The literature of book collecting is filled with encouragement and advice about what to buy and when to buy. Rarely discussed, however, is the proper disposition of a library, which may well be the more critical question. [1] A gathering of important and valuable books carries with it the responsibility to plan for their eventual disposition. 

Book collecting may be seen as a continuing process of acquiring and dispersing individual books or collections, holding them in one's library until they are exchanged for better copies, or until one's collecting interest or personal circumstances change. The three D's--debt, death, and divorce--are often the driving forces that present opportunities to make decisions about the disposition of libraries and archives. 

A library is generally formed over a period of years, often without significant outlay of funds at any one time. There are exceptions, of course, when a collector buys in quantity and when the chosen field is a popular and relatively expensive one, such as color-plate books, early travel and exploration, and the classics of medicine and science. 

As books pass into and out of our lives, usually there is no great concern unless they have high emotional or financial value. Books with interesting provenance due to their earlier association with an important person or loved one will usually be retained for sentimental reasons without regard to their market value. 

Sales to Dealers and at Auction

Given the close relationship that develops between book collectors and dealers, many collectors turn first to their trusted dealers for guidance. Arrangements can be made to return books to the market through the dealer. A profit may be realized from the sale of a collection to the trade if the books were chosen wisely and if the collection was formed over a number of years, thus allowing time for market values to advance. If, however, top dollar was paid and the collection was recently formed, a resale to a dealer may be at a loss. While there is much variation, generally dealers prefer to buy at thirty to fifty percent of retail. If the books are rare and the dealer has a steady demand for the titles at generally rising prices, a higher percentage of retail may be paid. 

Collaboration between dealers and collectors is best represented by the offering of significant collections through well designed and researched catalogs that memorialize the collector's efforts. The best catalogs provide an historical account of the collection's development and individually describe and price each of the more important titles. 

Often the most significant collections are sold at auction. Within the past decade the most notable single-owner sales were of the libraries formed by Estelle Doheny, sold by Christie's [1987-1989] and the great library formed by H. Bradley Martin, sold by Sotheby's [1989-1990]. Both sales were watershed events, returning to circulation distinguished copies of great rarities of fifteenth-century printing, medieval and renaissance manuscripts, western Americana, ornithology, literature, fine bindings, and fine printing.

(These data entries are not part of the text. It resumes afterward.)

//! Hold record and status types.

use serde::{Deserialize, Serialize};

/// Lifecycle status of a hold.
///
/// The wire codes returned by [`code`](HoldStatus::code) are stable; code
/// 0 is reserved for the unconstructible "nonexistent" slot.
#[derive(Debug, Clone, Copy, PartialEq, Eq, Hash, Serialize, Deserialize)]
pub enum HoldStatus {
    /// Created and waiting for resolution. The held value is locked.
    Ordered,
    /// Partially executed at least once; the remaining value stays locked.
    ExecutedAndKeptOpen,
    /// Closed by the notary; the requested value was paid to the payee.
    Executed,
    /// Returned to the payer by the notary.
    ReleasedByNotary,
    /// Returned to the payer by the payee.
    ReleasedByPayee,
    /// Returned to the payer after expiration (callable by anyone).
    ReleasedByExpiration,
}

impl HoldStatus {
    /// Returns the string representation used in errors and logs.
    #[must_use]
    pub const fn as_str(&self) -> &'static str {
        match self {
            Self::Ordered => "ordered",
            Self::ExecutedAndKeptOpen => "executed-and-kept-open",
            Self::Executed => "executed",
            Self::ReleasedByNotary => "released-by-notary",
            Self::ReleasedByPayee => "released-by-payee",
            Self::ReleasedByExpiration => "released-by-expiration",
        }
    }

    /// Returns the numeric wire code of this status.
    #[must_use]
    pub const fn code(&self) -> u8 {
        match self {
            Self::Ordered => 1,
            Self::Executed => 2,
            Self::ReleasedByNotary => 3,
            Self::ReleasedByPayee => 4,
            Self::ReleasedByExpiration => 5,
            Self::ExecutedAndKeptOpen => 6,
        }
    }

    /// Returns `true` if the hold still locks value and accepts transitions.
    #[must_use]
    pub const fn is_active(&self) -> bool {
        matches!(self, Self::Ordered | Self::ExecutedAndKeptOpen)
    }

    /// Returns `true` if no further transition is possible.
    #[must_use]
    pub const fn is_terminal(&self) -> bool {
        !self.is_active()
    }
}

impl std::fmt::Display for HoldStatus {
    fn fmt(&self, f: &mut std::fmt::Formatter<'_>) -> std::fmt::Result {
        write!(f, "{}", self.as_str())
    }
}

/// Absolute expiration of a hold, in seconds since the Unix epoch.
///
/// `Never` marks a perpetual hold and encodes as 0 on the wire.
#[derive(Debug, Clone, Copy, PartialEq, Eq, Hash, Serialize, Deserialize)]
pub enum Expiration {
    /// The hold never expires.
    Never,
    /// The hold expires at the given instant (inclusive).
    At(u64),
}

impl Expiration {
    /// Builds an expiration from a relative duration: 0 means perpetual,
    /// anything else means `now + duration`.
    #[must_use]
    pub fn from_duration(now: u64, duration: u64) -> Self {
        if duration == 0 {
            Self::Never
        } else {
            Self::At(now.saturating_add(duration))
        }
    }

    /// Returns `true` if the hold counts as expired at `now`.
    ///
    /// A hold expires the instant the clock reaches its expiration.
    #[must_use]
    pub const fn is_expired_at(&self, now: u64) -> bool {
        match self {
            Self::Never => false,
            Self::At(at) => now >= *at,
        }
    }

    /// Returns the wire encoding: the instant, or 0 for `Never`.
    #[must_use]
    pub const fn as_secs(&self) -> u64 {
        match self {
            Self::Never => 0,
            Self::At(at) => *at,
        }
    }
}

/// A conditional earmark of part of a payer's balance.
///
/// `value` only ever decreases (via partial execution) and is kept at its
/// last remaining amount after the hold terminates, for audit.
#[derive(Debug, Clone, PartialEq, Eq, Serialize, Deserialize)]
pub struct Hold {
    /// Account that created the hold: the payer, or an operator acting for
    /// the payer.
    pub issuer: String,
    /// Account whose balance is earmarked.
    pub payer: String,
    /// Account entitled to receive the held value upon execution.
    pub payee: String,
    /// Third party authorized to execute or release the hold before
    /// expiration.
    pub notary: String,
    /// Remaining held value. Positive while the hold is active.
    pub value: u64,
    /// When the hold becomes releasable by anyone.
    pub expiration: Expiration,
    /// Current lifecycle status.
    pub status: HoldStatus,
}

impl Hold {
    /// Creates a new hold in status [`HoldStatus::Ordered`].
    #[must_use]
    pub fn new(
        issuer: impl Into<String>,
        payer: impl Into<String>,
        payee: impl Into<String>,
        notary: impl Into<String>,
        value: u64,
        expiration: Expiration,
    ) -> Self {
        Self {
            issuer: issuer.into(),
            payer: payer.into(),
            payee: payee.into(),
            notary: notary.into(),
            value,
            expiration,
            status: HoldStatus::Ordered,
        }
    }

    /// Returns `true` if the hold counts as expired at `now`.
    #[must_use]
    pub const fn is_expired_at(&self, now: u64) -> bool {
        self.expiration.is_expired_at(now)
    }
}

Gifts to Libraries and Museums

Other than sales to dealers and at auction, the third most common option of placing a private collection is to sell or give it to a library or museum. President Bill Clinton's 1993 Budget Reconciliation package contains a change in the tax law reinstating tax deductions for gifts at full fair-market value, thereby dramatically encouraging donations to cultural institutions. 

The Honorable Daniel P. Moynihan, Democrat of New York and [former] chairman of the Senate Finance Committee, was instrumental in revising the law. He cites a significant decline in donations to libraries and museums from 1987 to 1990 when the tax break for gifts expired. A sharp rise in donations resulted when the deduction was temporarily restored during an eighteen-month window in 1991 and 1992. "We went through what the scientists would call a natural experiment when the break was taken away in 1986," Senator Moynihan explained. "Gifts of objects of art just dried up. Bang! They stopped." [2] 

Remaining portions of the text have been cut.